MATERIALS PROVIDED —
● ● ● ●

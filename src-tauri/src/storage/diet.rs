use crate::error::AppResult;
use crate::health::DietItem;
use crate::storage::legacy::{migrate_collection, try_migrate_legacy_diet};
use crate::storage::{load, modify_records, Collection, RecordStore};
use serde_json::Value;
use std::sync::{Arc, Mutex};
use uuid::Uuid;

fn record_id(record: &Value) -> Option<Uuid> {
    record.get("id")?.as_str()?.parse().ok()
}

pub struct DietRepository {
    store: Arc<dyn RecordStore>,
    write_lock: Mutex<()>,
}

impl DietRepository {
    /// Open the diet collection, giving ids to items saved before they had one
    pub fn new(store: Arc<dyn RecordStore>) -> Self {
        let repo = Self {
            store,
            write_lock: Mutex::new(()),
        };
        {
            let _guard = repo.lock();
            migrate_collection(repo.store.as_ref(), Collection::Diet, try_migrate_legacy_diet);
        }
        repo
    }

    fn lock(&self) -> std::sync::MutexGuard<'_, ()> {
        self.write_lock.lock().unwrap_or_else(|e| e.into_inner())
    }

    pub fn list(&self) -> Vec<DietItem> {
        load(self.store.as_ref(), Collection::Diet)
    }

    pub fn add(&self, item: DietItem) -> AppResult<DietItem> {
        let value = serde_json::to_value(&item)?;
        let _guard = self.lock();
        modify_records(self.store.as_ref(), Collection::Diet, |records| {
            records.push(value);
            Ok(true)
        })?;
        Ok(item)
    }

    pub fn delete(&self, id: Uuid) -> AppResult<bool> {
        let _guard = self.lock();
        modify_records(self.store.as_ref(), Collection::Diet, |records| {
            let before = records.len();
            records.retain(|record| record_id(record) != Some(id));
            Ok(records.len() != before)
        })
    }
}
#[cfg(test)]
mod tests {
    use super::*;
    use crate::Error;
    use futures::executor::block_on;

    #[test]
    fn subject_lookup_ignores_case() {
        let store = MemoryStore::new();
        let id = store.add_user("Alice@X.com", "alice", &["ROLE_USER"]).unwrap();
        let subject = Subject::try_from("alice@x.com").unwrap();
        let found = block_on(store.find_by_subject(&subject)).unwrap().unwrap();
        assert_eq!(found.id, id);
    }

    #[test]
    fn create_user_rejects_taken_subject() {
        let store = MemoryStore::new();
        store.add_user("a@x.com", "a", &["USER"]).unwrap();
        let created = block_on(store.create_user(NewUser {
            subject: Subject::try_from("A@x.com").unwrap(),
            display_name: "again".into(),
            roles: vec!["ROLE_USER".into()],
            password_hash: String::new(),
        }))
        .unwrap();
        assert!(created.is_none());
    }

    #[test]
    fn add_user_validates_subject() {
        let store = MemoryStore::new();
        let result = store.add_user("not-an-email", "x", &[]);
        assert!(matches!(result, Err(Error::InvalidId(_))));
    }

    #[test]
    fn failed_unit_leaves_no_partial_writes() {
        let store = MemoryStore::new();
        let user = store.add_user("a@x.com", "a", &["USER"]).unwrap();
        let artist = store.add_artist();
        let key = RelationKey::follow(user, artist);

        let result: std::result::Result<(), StoreError> =
            block_on(store.transact(move |tx| {
                tx.insert(&key, Utc::now())?;
                tx.adjust_counter(key.object, 1)?;
                Err("boom".into())
            }));
        assert!(result.is_err());
        assert_eq!(block_on(store.counter(key.object)).unwrap(), 0);
        let found = block_on(store.transact(move |tx| tx.find(&key))).unwrap();
        assert!(found.is_none());
    }

    #[test]
    fn conflicting_unit_rolls_back_its_writes() {
        let store = MemoryStore::new();
        let user = store.add_user("a@x.com", "a", &["USER"]).unwrap();
        let artist = store.add_artist();
        let key = RelationKey::follow(user, artist);
        store.inject_conflicts(1);

        let result = block_on(store.transact(move |tx| {
            tx.insert(&key, Utc::now())?;
            tx.adjust_counter(key.object, 1)
        }));
        assert!(crate::is_conflict(&result.unwrap_err()));
        assert_eq!(block_on(store.counter(key.object)).unwrap(), 0);
        assert!(block_on(store.transact(move |tx| tx.find(&key))).unwrap().is_none());
    }

    #[test]
    fn panicking_unit_leaves_previous_state() {
        let store = MemoryStore::new();
        let user = store.add_user("a@x.com", "a", &["USER"]).unwrap();
        let artist = store.add_artist();
        let key = RelationKey::follow(user, artist);
        block_on(store.transact(move |tx| {
            tx.insert(&key, Utc::now())?;
            tx.adjust_counter(key.object, 1)
        }))
        .unwrap();

        let panicked = std::panic::catch_unwind(std::panic::AssertUnwindSafe(|| {
            block_on(store.transact(move |tx| -> std::result::Result<(), StoreError> {
                tx.delete(&key)?;
                tx.set_counter(key.object, 0)?;
                panic!("unit failed midway");
            }))
        }));
        assert!(panicked.is_err());
        assert_eq!(block_on(store.counter(key.object)).unwrap(), 1);
        assert!(block_on(store.transact(move |tx| tx.find(&key))).unwrap().is_some());
    }

    #[test]
    fn ownership_records_are_returned() {
        let store = MemoryStore::new();
        let owner = store.add_user("a@x.com", "a", &["ARTIST"]).unwrap();
        let song = store.add_song(OwnerKey::ByName("a".into()));
        let playlist = store.add_playlist(owner);

        assert_eq!(
            block_on(store.owner_of(ResourceRef::Song(song))).unwrap(),
            Some(OwnerKey::ByName("a".into()))
        );
        assert_eq!(
            block_on(store.owner_of(ResourceRef::Playlist(playlist))).unwrap(),
            Some(OwnerKey::ById(owner))
        );
        assert_eq!(
            block_on(store.owner_of(ResourceRef::Album(AlbumId::new(999)))).unwrap(),
            None
        );
    }
}
impl SqliteStore {
    /// Opens (or creates) a store at `path` and initialises the schema.
    pub async fn open(path: impl AsRef<Path>) -> Result<Self> {
        let conn = tokio_rusqlite::Connection::open(path)
            .await
            .map_err(|err| Error::Store(Box::new(err)))?;
        let store = Self { conn };
        store.init_schema().await?;
        Ok(store)
    }

    /// Opens an in-memory store.
    pub async fn open_in_memory() -> Result<Self> {
        let conn = tokio_rusqlite::Connection::open_in_memory()
            .await
            .map_err(|err| Error::Store(Box::new(err)))?;
        let store = Self { conn };
        store.init_schema().await?;
        Ok(store)
    }

    async fn init_schema(&self) -> Result<()> {
        self.conn
            .call(|conn| {
                conn.execute_batch(SCHEMA)?;
                Ok(())
            })
            .await
            .map_err(store_error)?;
        Ok(())
    }

    /// Inserts an artist with a zero follower count.
    pub async fn add_artist(&self, name: &str) -> Result<ArtistId> {
        let name = name.to_string();
        let id = self
            .conn
            .call(move |conn| {
                conn.execute("INSERT INTO artists (name) VALUES (?1)", params![name])?;
                Ok(conn.last_insert_rowid())
            })
            .await
            .map_err(store_error)?;
        Ok(ArtistId::new(id))
    }

    /// Inserts a song owned by `owner`.
    pub async fn add_song(&self, title: &str, owner: OwnerKey) -> Result<SongId> {
        let title = title.to_string();
        let (owner_id, owner_name) = owner_columns(owner);
        let id = self
            .conn
            .call(move |conn| {
                conn.execute(
                    "INSERT INTO songs (title, owner_id, owner_name) VALUES (?1, ?2, ?3)",
                    params![title, owner_id, owner_name],
                )?;
                Ok(conn.last_insert_rowid())
            })
            .await
            .map_err(store_error)?;
        Ok(SongId::new(id))
    }

    /// Inserts a playlist owned by `owner`.
    pub async fn add_playlist(&self, name: &str, owner: UserId) -> Result<PlaylistId> {
        let name = name.to_string();
        let id = self
            .conn
            .call(move |conn| {
                conn.execute(
                    "INSERT INTO playlists (name, owner_id) VALUES (?1, ?2)",
                    params![name, owner.get()],
                )?;
                Ok(conn.last_insert_rowid())
            })
            .await
            .map_err(store_error)?;
        Ok(PlaylistId::new(id))
    }

    /// Inserts an album owned by `owner`.
    pub async fn add_album(&self, title: &str, owner: OwnerKey) -> Result<AlbumId> {
        let title = title.to_string();
        let (owner_id, owner_name) = owner_columns(owner);
        let id = self
            .conn
            .call(move |conn| {
                conn.execute(
                    "INSERT INTO albums (title, owner_id, owner_name) VALUES (?1, ?2, ?3)",
                    params![title, owner_id, owner_name],
                )?;
                Ok(conn.last_insert_rowid())
            })
            .await
            .map_err(store_error)?;
        Ok(AlbumId::new(id))
    }
}

// Unwraps errors produced inside `call` closures so conflict markers survive.
fn store_error(err: tokio_rusqlite::Error) -> StoreError {
    match err {
        tokio_rusqlite::Error::Other(inner) => inner,
        tokio_rusqlite::Error::Rusqlite(rusqlite::Error::SqliteFailure(failure, _))
            if failure.code == ErrorCode::DatabaseBusy =>
        {
            Box::new(TxConflict)
        }
        other => Box::new(other),
    }
}

fn owner_columns(owner: OwnerKey) -> (Option<i64>, Option<String>) {
    match owner {
        OwnerKey::ById(id) => (Some(id.get()), None),
        OwnerKey::ByName(name) => (None, Some(name)),
    }
}

fn encode_dt(at: DateTime<Utc>) -> String {
    at.to_rfc3339_opts(SecondsFormat::Micros, true)
}

fn decode_dt(raw: &str) -> std::result::Result<DateTime<Utc>, StoreError> {
    Ok(DateTime::parse_from_rfc3339(raw)?.with_timezone(&Utc))
}

fn counter_column(object: ObjectRef) -> (&'static str, &'static str, i64) {
    match object {
        ObjectRef::Artist(id) => ("artists", "follower_count", id.get()),
        ObjectRef::Song(id) => ("songs", "like_count", id.get()),
    }
}

fn relation_table(kind: RelationKind) -> (&'static str, &'static str) {
    match kind {
        RelationKind::Follow => ("follows", "artist_id"),
        RelationKind::Like => ("song_likes", "song_id"),
    }
}

fn object_ref(kind: RelationKind, id: i64) -> ObjectRef {
    match kind {
        RelationKind::Follow => ObjectRef::Artist(ArtistId::new(id)),
        RelationKind::Like => ObjectRef::Song(SongId::new(id)),
    }
}

/// User row before its subject is validated.
struct RawUser {
    id: i64,
    email: String,
    display_name: String,
    password_hash: String,
    roles: Vec<String>,
}

impl RawUser {
    fn into_record(self) -> std::result::Result<UserRecord, StoreError> {
        Ok(UserRecord {
            id: UserId::new(self.id),
            subject: Subject::new(&self.email).map_err(StoreError::from)?,
            display_name: self.display_name,
            roles: self.roles,
            password_hash: self.password_hash,
        })
    }
}

fn load_user(
    conn: &rusqlite::Connection,
    filter: &str,
    value: &dyn rusqlite::ToSql,
) -> rusqlite::Result<Option<RawUser>> {
    let sql = format!("SELECT id, email, display_name, password_hash FROM users WHERE {filter}");
    let user = conn
        .query_row(&sql, [value], |row| {
            Ok(RawUser {
                id: row.get(0)?,
                email: row.get(1)?,
                display_name: row.get(2)?,
                password_hash: row.get(3)?,
                roles: Vec::new(),
            })
        })
        .optional()?;
    let Some(mut user) = user else {
        return Ok(None);
    };
    let mut stmt = conn.prepare("SELECT role FROM user_roles WHERE user_id = ?1 ORDER BY rowid")?;
    user.roles = stmt
        .query_map([user.id], |row| row.get(0))?
        .collect::<rusqlite::Result<Vec<String>>>()?;
    Ok(Some(user))
}

struct SqliteTx<'a> {
    tx: &'a rusqlite::Transaction<'a>,
}

impl RelationshipTx for SqliteTx<'_> {
    fn find(&mut self, key: &RelationKey) -> std::result::Result<Option<RelationRecord>, StoreError> {
        let (table, column) = relation_table(key.kind());
        let (_, _, object) = counter_column(key.object);
        let sql = format!("SELECT created_at FROM {table} WHERE user_id = ?1 AND {column} = ?2");
        let raw: Option<String> = self
            .tx
            .query_row(&sql, params![key.subject.get(), object], |row| row.get(0))
            .optional()?;
        let Some(raw) = raw else {
            return Ok(None);
        };
        Ok(Some(RelationRecord {
            key: *key,
            created_at: decode_dt(&raw)?,
        }))
    }

    fn insert(
        &mut self,
        key: &RelationKey,
        created_at: DateTime<Utc>,
    ) -> std::result::Result<(), StoreError> {
        let (table, column) = relation_table(key.kind());
        let (_, _, object) = counter_column(key.object);
        let sql = format!("INSERT INTO {table} (user_id, {column}, created_at) VALUES (?1, ?2, ?3)");
        self.tx
            .execute(&sql, params![key.subject.get(), object, encode_dt(created_at)])?;
        Ok(())
    }

    fn delete(&mut self, key: &RelationKey) -> std::result::Result<bool, StoreError> {
        let (table, column) = relation_table(key.kind());
        let (_, _, object) = counter_column(key.object);
        let sql = format!("DELETE FROM {table} WHERE user_id = ?1 AND {column} = ?2");
        Ok(self.tx.execute(&sql, params![key.subject.get(), object])? > 0)
    }

    fn adjust_counter(
        &mut self,
        object: ObjectRef,
        delta: i64,
    ) -> std::result::Result<u64, StoreError> {
        let (table, column, id) = counter_column(object);
        let sql = format!(
            "UPDATE {table} SET {column} = MAX({column} + ?2, 0) WHERE id = ?1 RETURNING {column}"
        );
        let value: Option<i64> = self
            .tx
            .query_row(&sql, params![id, delta], |row| row.get(0))
            .optional()?;
        value
            .map(|value| value as u64)
            .ok_or_else(|| format!("unknown {object}").into())
    }

    fn read_counter(&mut self, object: ObjectRef) -> std::result::Result<u64, StoreError> {
        let (table, column, id) = counter_column(object);
        let sql = format!("SELECT {column} FROM {table} WHERE id = ?1");
        let value: Option<i64> = self
            .tx
            .query_row(&sql, params![id], |row| row.get(0))
            .optional()?;
        value
            .map(|value| value as u64)
            .ok_or_else(|| format!("unknown {object}").into())
    }

    fn set_counter(&mut self, object: ObjectRef, value: u64) -> std::result::Result<(), StoreError> {
        let (table, column, id) = counter_column(object);
        let value = i64::try_from(value)?;
        let sql = format!("UPDATE {table} SET {column} = ?2 WHERE id = ?1");
        if self.tx.execute(&sql, params![id, value])? == 0 {
            return Err(format!("unknown {object}").into());
        }
        Ok(())
    }

    fn count_members(&mut self, object: ObjectRef) -> std::result::Result<u64, StoreError> {
        let (table, column) = relation_table(object.kind());
        let (_, _, id) = counter_column(object);
        let sql = format!("SELECT COUNT(*) FROM {table} WHERE {column} = ?1");
        let count: i64 = self.tx.query_row(&sql, params![id], |row| row.get(0))?;
        Ok(count as u64)
    }
}

#[async_trait]
impl UserDirectory for SqliteStore {
    async fn find_by_subject(
        &self,
        subject: &Subject,
    ) -> std::result::Result<Option<UserRecord>, StoreError> {
        let email = subject.as_str().to_string();
        let raw = self
            .conn
            .call(move |conn| Ok(load_user(conn, "email = ?1", &email)?))
            .await
            .map_err(store_error)?;
        raw.map(RawUser::into_record).transpose()
    }

    async fn find_by_id(&self, id: UserId) -> std::result::Result<Option<UserRecord>, StoreError> {
        let raw = self
            .conn
            .call(move |conn| Ok(load_user(conn, "id = ?1", &id.get())?))
            .await
            .map_err(store_error)?;
        raw.map(RawUser::into_record).transpose()
    }
}

#[async_trait]
impl UserRegistry for SqliteStore {
    async fn create_user(
        &self,
        user: NewUser,
    ) -> std::result::Result<Option<UserRecord>, StoreError> {
        let email = user.subject.as_str().to_string();
        let raw = self
            .conn
            .call(move |conn| {
                let tx = conn.transaction_with_behavior(TransactionBehavior::Immediate)?;
                let taken = tx
                    .query_row("SELECT 1 FROM users WHERE email = ?1", [&email], |_| Ok(()))
                    .optional()?
                    .is_some();
                if taken {
                    return Ok(None);
                }
                tx.execute(
                    "INSERT INTO users (email, display_name, password_hash) VALUES (?1, ?2, ?3)",
                    params![email, user.display_name, user.password_hash],
                )?;
                let id = tx.last_insert_rowid();
                for role in &user.roles {
                    tx.execute(
                        "INSERT OR IGNORE INTO user_roles (user_id, role) VALUES (?1, ?2)",
                        params![id, role],
                    )?;
                }
                let raw = load_user(&tx, "id = ?1", &id)?;
                tx.commit()?;
                Ok(raw)
            })
            .await
            .map_err(store_error)?;
        raw.map(RawUser::into_record).transpose()
    }

    async fn set_roles(
        &self,
        id: UserId,
        roles: Vec<String>,
    ) -> std::result::Result<bool, StoreError> {
        self.conn
            .call(move |conn| {
                let tx = conn.transaction_with_behavior(TransactionBehavior::Immediate)?;
                let exists = tx
                    .query_row("SELECT 1 FROM users WHERE id = ?1", [id.get()], |_| Ok(()))
                    .optional()?
                    .is_some();
                if !exists {
                    return Ok(false);
                }
                tx.execute("DELETE FROM user_roles WHERE user_id = ?1", [id.get()])?;
                for role in &roles {
                    tx.execute(
                        "INSERT OR IGNORE INTO user_roles (user_id, role) VALUES (?1, ?2)",
                        params![id.get(), role],
                    )?;
                }
                tx.commit()?;
                Ok(true)
            })
            .await
            .map_err(store_error)
    }
}

#[async_trait]
impl OwnershipLookup for SqliteStore {
    async fn owner_of(
        &self,
        resource: ResourceRef,
    ) -> std::result::Result<Option<OwnerKey>, StoreError> {
        let (sql, id) = match resource {
            ResourceRef::Song(id) => ("SELECT owner_id, owner_name FROM songs WHERE id = ?1", id.get()),
            ResourceRef::Playlist(id) => {
                ("SELECT owner_id, NULL FROM playlists WHERE id = ?1", id.get())
            }
            ResourceRef::Album(id) => ("SELECT owner_id, owner_name FROM albums WHERE id = ?1", id.get()),
        };
        let row: Option<(Option<i64>, Option<String>)> = self
            .conn
            .call(move |conn| {
                Ok(conn
                    .query_row(sql, [id], |row| Ok((row.get(0)?, row.get(1)?)))
                    .optional()?)
            })
            .await
            .map_err(store_error)?;
        Ok(row.and_then(|(owner_id, owner_name)| match (owner_id, owner_name) {
            (Some(id), _) => Some(OwnerKey::ById(UserId::new(id))),
            (None, Some(name)) => Some(OwnerKey::ByName(name)),
            (None, None) => None,
        }))
    }
}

● ● ● ●

AIM OF THE TASK — Lines from the entries that contain the string "ArtistId" are what must be copied.

THE ANSWER —
    pub async fn add_artist(&self, name: &str) -> Result<ArtistId> {
        Ok(ArtistId::new(id))
        RelationKind::Follow => ObjectRef::Artist(ArtistId::new(id)),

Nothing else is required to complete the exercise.